The New EU Market Abuse Regime applies from 3 July 2016
Regulation 596/2014 on market abuse (MAR) and Directive 2014/57/EU on criminal sanctions for market abuse (CSMAD, together with MAR, the New EU Market Abuse Regime) now applies in EU Member States. The existing EU market abuse regime (i.e. the Market Abuse Directive) has been repealed.
Far-reaching application to exchanges in the EU
The New EU Market Abuse Regime is notable as it extends the scope of existing EU market abuse regulation to issuers of debt securities which are currently listed on EU unregulated markets for the first time including many commonly used exchanges for the listing of Eurobonds, for example, the Global Exchange Market of the Irish Stock Exchange, whereas previously they only applied to securities listed on EU regulated markets.
New administrative obligations for issuers
The implications of the New EU Market Abuse Regime are such that all issuers of securities on a market falling within its scope must ensure that appropriate measures, including policies and procedures, are put in place to ensure compliance, for example in respect of additional disclosure requirements, the preparation of insider lists and reporting of transactions involving persons discharging managerial responsibilities within the issuer (PDMRs) (which can have a de minimis threshold in certain Member States as low as €5,000 to trigger the reporting obligation) and the maintenance of lists of such PDMRs and any associated persons.
EU exchanges have amended their respective listing rules to comply with the provisions of the new EU Market Abuse Regime, as it is directly applicable in all EU Member States and does not require any domestic implementing legislation and affects all issuers with securities listed on affected EU exchanges.
The wide ranging scope and additional administrative obligations (together with, in certain cases, the serious potential civil and criminal sanctions) associated with the New EU Market Abuse Regime is likely to be of particular significance for issuers who have traditionally listed debt securities on EU exchanges such as Ireland or Luxembourg in order to qualify as a “recognised stock exchange” to take advantage of the Quoted Eurobond Exemption, thereby enabling for example an issuer within the UK tax net to make payments of interest on listed securities gross without withholding for tax and where those securities are not traded and/or is held by related persons such as intragroup debt.
New EU Market Abuse Regime does not apply to listings on TISE
Such specialist debt issuers who are concerned by the burdens and obligations which will be imposed upon them by MAR may wish to consider listing those debt securities to The International Stock Exchange Authority Limited (the TISEA) under Chapter 8 of the TISEA Listing Rules.

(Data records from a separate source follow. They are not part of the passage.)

//! JSON output types and serialization for CLI responses.
//!
//! These types form the contract for structured output:
//!
//! 1. **Status first:** Every response has `status` as its first field
//! 2. **Deterministic:** Same input produces the same bytes (field order, array ordering)
//! 3. **Versioned:** `schema_version` enables forward compatibility

use std::io::{self, Write};

use serde::{Deserialize, Serialize};

use crate::error::ImplError;

/// Current schema version for all responses.
pub const SCHEMA_VERSION: &str = "1";

// ============================================================================
// Engine Records
// ============================================================================

/// One import entry of a Go file.
///
/// `name` is the explicit alias (`_`, `.`, or a rename) or empty when the
/// import binds the package's own name.
#[derive(Debug, Clone, PartialEq, Eq, Hash, Serialize, Deserialize)]
pub struct ImportInfo {
    /// Explicit alias, or "" for none.
    pub name: String,
    /// Import path, unquoted.
    pub path: String,
}

impl ImportInfo {
    /// Create an import entry. Pass "" for an unaliased import.
    pub fn new(name: impl Into<String>, path: impl Into<String>) -> Self {
        ImportInfo {
            name: name.into(),
            path: path.into(),
        }
    }

    /// True if the import carries an explicit alias.
    pub fn is_named(&self) -> bool {
        !self.name.is_empty()
    }
}

/// The result of implementing an interface on a concrete type.
#[derive(Debug, Clone, PartialEq, Eq, Serialize, Deserialize)]
pub struct Implementation {
    /// Path of the Go file that declares the concrete type.
    pub file: String,
    /// That file's content with imports added and stubs appended.
    pub file_content: String,
    /// Only the generated method stubs.
    pub methods: String,
    /// Imports added by the rewriter, in the order they were added.
    pub added_imports: Vec<ImportInfo>,
    /// Every import of the destination file after rewriting.
    pub all_imports: Vec<ImportInfo>,
}

// ============================================================================
// Error Info
// ============================================================================

/// Error information for JSON output.
///
/// - `code`: Numeric error code (required)
/// - `message`: Human-readable message (required)
/// - `details`: Error-specific structured data (optional)
#[derive(Debug, Clone, Serialize, Deserialize)]
pub struct ErrorInfo {
    /// Numeric error code.
    pub code: u8,
    /// Human-readable message.
    pub message: String,
    /// Error-specific structured data.
    #[serde(skip_serializing_if = "Option::is_none")]
    pub details: Option<serde_json::Value>,
}

impl ErrorInfo {
    /// Create from an ImplError.
    pub fn from_error(err: &ImplError) -> Self {
        ErrorInfo {
            code: err.error_code().code(),
            message: err.to_string(),
            details: err.details(),
        }
    }
}

// ============================================================================
// Response Structs
// ============================================================================

/// Response for the implement command.
///
/// `implementation` is `null` when the concrete type already has every method.
#[derive(Debug, Clone, Serialize, Deserialize)]
pub struct ImplementResponse {
    /// Status: "ok".
    pub status: String,
    /// Schema version for compatibility.
    pub schema_version: String,
    /// Fully qualified interface reference.
    pub interface: String,
    /// Fully qualified concrete type reference.
    pub concrete: String,
    /// Whether the destination file was rewritten.
    pub written: bool,
    /// The generated result, if any methods were missing.
    pub implementation: Option<Implementation>,
}

impl ImplementResponse {
    /// Create a new implement response.
    pub fn new(
        interface: impl Into<String>,
        concrete: impl Into<String>,
        written: bool,
        implementation: Option<Implementation>,
    ) -> Self {
        ImplementResponse {
            status: "ok".to_string(),
            schema_version: SCHEMA_VERSION.to_string(),
            interface: interface.into(),
            concrete: concrete.into(),
            written,
            implementation,
        }
    }
}

/// Response for the list command.
#[derive(Debug, Clone, Serialize, Deserialize)]
pub struct ListResponse {
    /// Status: "ok".
    pub status: String,
    /// Schema version for compatibility.
    pub schema_version: String,
    /// The package pattern that was expanded.
    pub pattern: String,
    /// Interfaces as `importpath.Name`.
    pub interfaces: Vec<String>,
}

impl ListResponse {
    /// Create a new list response.
    pub fn new(pattern: impl Into<String>, interfaces: Vec<String>) -> Self {
        ListResponse {
            status: "ok".to_string(),
            schema_version: SCHEMA_VERSION.to_string(),
            pattern: pattern.into(),
            interfaces,
        }
    }
}

/// Error response.
#[derive(Debug, Clone, Serialize, Deserialize)]
pub struct ErrorResponse {
    /// Status: "error".
    pub status: String,
    /// Schema version for compatibility.
    pub schema_version: String,
    /// Error information.
    pub error: ErrorInfo,
}

impl ErrorResponse {
    /// Create an error response from an ImplError.
    pub fn from_error(err: &ImplError) -> Self {
        ErrorResponse {
            status: "error".to_string(),
            schema_version: SCHEMA_VERSION.to_string(),
            error: ErrorInfo::from_error(err),
        }
    }

    /// Create an error response with just code and message.
    pub fn new(code: u8, message: impl Into<String>) -> Self {
        ErrorResponse {
            status: "error".to_string(),
            schema_version: SCHEMA_VERSION.to_string(),
            error: ErrorInfo {
                code,
                message: message.into(),
                details: None,
            },
        }
    }
}

// ============================================================================
// Response Emission
// ============================================================================

/// Emit a response as pretty-printed JSON to a writer.
///
/// This is the single output path for structured CLI output.
pub fn emit_response<T: Serialize>(response: &T, writer: &mut impl Write) -> io::Result<()> {
    let json = serde_json::to_string_pretty(response)
        .map_err(|e| io::Error::new(io::ErrorKind::InvalidData, e))?;
    writeln!(writer, "{}", json)
}

// ============================================================================
// Tests
// ============================================================================

#[cfg(test)]
mod tests {
    use super::*;

    fn sample_implementation() -> Implementation {
        Implementation {
            file: "goer/goer.go".to_string(),
            file_content: "package goer\n".to_string(),
            methods: "// Write implements Writer\n".to_string(),
            added_imports: vec![ImportInfo::new("", "io")],
            all_imports: vec![ImportInfo::new("", "io"), ImportInfo::new("m", "example.com/models")],
        }
    }

    mod import_info {
        use super::*;

        #[test]
        fn unnamed_import_serializes_empty_name() {
            let json = serde_json::to_value(ImportInfo::new("", "io")).unwrap();
            assert_eq!(json["name"], "");
            assert_eq!(json["path"], "io");
        }

        #[test]
        fn is_named() {
            assert!(ImportInfo::new("_", "x").is_named());
            assert!(!ImportInfo::new("", "x").is_named());
        }
    }

    mod responses {
        use super::*;

        #[test]
        fn implement_response_status_first() {
            let resp = ImplementResponse::new("io.Writer", "goer.Goer", false, None);
            let json = serde_json::to_string(&resp).unwrap();
            assert!(json.starts_with("{\"status\":\"ok\""));
            assert!(json.contains("\"schema_version\":\"1\""));
            assert!(json.contains("\"implementation\":null"));
        }

        #[test]
        fn implement_response_carries_fields() {
            let resp =
                ImplementResponse::new("io.Writer", "goer.Goer", true, Some(sample_implementation()));
            let json = serde_json::to_value(&resp).unwrap();
            let imp = &json["implementation"];
            assert_eq!(imp["file"], "goer/goer.go");
            assert_eq!(imp["added_imports"][0]["path"], "io");
            assert_eq!(imp["all_imports"][1]["name"], "m");
            assert_eq!(json["written"], true);
        }

        #[test]
        fn list_response() {
            let resp = ListResponse::new("io/...", vec!["io.Reader".to_string()]);
            let json = serde_json::to_value(&resp).unwrap();
            assert_eq!(json["status"], "ok");
            assert_eq!(json["interfaces"][0], "io.Reader");
        }

        #[test]
        fn error_response_from_error() {
            let err = ImplError::SignatureMismatch {
                name: "Write".to_string(),
                want: "func([]uint8) (int, error)".to_string(),
                have: "func()".to_string(),
            };
            let resp = ErrorResponse::from_error(&err);
            let json = serde_json::to_value(&resp).unwrap();
            assert_eq!(json["status"], "error");
            assert_eq!(json["error"]["code"], 5);
            assert_eq!(json["error"]["details"]["method"], "Write");
        }

        #[test]
        fn format_failure_details_carry_partial_content() {
            let err = ImplError::FormatFailed {
                message: "expected type".to_string(),
                partial: Some(Box::new(sample_implementation())),
            };
            let json = serde_json::to_value(ErrorResponse::from_error(&err)).unwrap();
            assert_eq!(json["error"]["code"], 6);
            assert_eq!(
                json["error"]["details"]["partial"]["file_content"],
                "package goer\n"
            );
        }

        #[test]
        fn error_without_details_omits_field() {
            let resp = ErrorResponse::new(10, "boom");
            let json = serde_json::to_string(&resp).unwrap();
            assert!(!json.contains("details"));
        }
    }

    mod emit {
        use super::*;

        #[test]
        fn emit_writes_pretty_json_with_newline() {
            let mut buf = Vec::new();
            emit_response(&ListResponse::new("p/...", vec![]), &mut buf).unwrap();
            let text = String::from_utf8(buf).unwrap();
            assert!(text.starts_with("{\n"));
            assert!(text.ends_with("}\n"));
        }
    }
}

Unlike EU exchanges, the TISEA is not bound by or subject to any EU directives or regulations (including MAR and CSMAD) and therefore is considerably more flexible in its approach. Importantly, the rules and continuing obligations regime applicable to debt securities listings on the TISEA under Chapter 8 are less onerous in comparison to the continuing obligations regimes on many EU-based exchanges and, most notably, do not currently (although this may be reviewed) contain any of the same ongoing administrative obligations imposed under the MAR. It should be noted however that the issuer will still be subject to any other relevant local market abuse and insider dealing legislation.
The TISEA is internationally recognised (for example, as an Affiliate Member of the International Organisation of Securities Commissions) and is recognised by HM Revenue and Customs as a recognised exchange under Section 841 of the UK Income and Corporation Taxes Act 1988, which means that qualifying debt securities listed on the TISEA are eligible for the Quoted Eurobond Exemption. The TISEA is licensed to operate as an investment exchange under the Protection of Investors (Bailiwick of Guernsey) Law 1997 and is regulated and supervised by the Guernsey Financial Services Commission.
Furthermore, the TISEA does not require an issuer to appoint a local paying agent in the Channel Islands and does not typically require securities to be entered into a clearing system. The fees levied by the TISEA for listing debt securities are competitive with other exchanges based in the European Union.
Flexible and pragmatic in disclosure and ongoing obligations
The TISEA recognises that debt securities issued by special purpose vehicles and intra-group holding companies tend to be purchased and traded (if at all) by a limited number of sophisticated, intra-group and/or institutional investors. This, coupled with the fact that the TISEA is not bound by or subject to EU directives or regulation, means that it endeavours to adopt a pragmatic approach to regulation. Disclosure requirements in the listing particulars have been set at a level which is intended to provide investors with sufficient information to make an informed investment decision regarding the listed securities but without imposing unnecessarily onerous demands on an issuer. The TISEA may also authorise the omission of certain information or derogation of certain disclosure provisions if it considers its inclusion to either be of minor importance or if disclosure would be seriously detrimental to the issuer or contrary to the public interest.
As a consequence, the listing particulars form a relatively short document and, where the debt securities are already listed on a recognised stock exchange, which include for example, the Irish Stock Exchange, the London Stock Exchange and the Luxembourg Stock Exchange, the process should be even more streamlined as most of the required disclosures to the TISEA are likely to have been made already in the application to list on the original EU-based exchange.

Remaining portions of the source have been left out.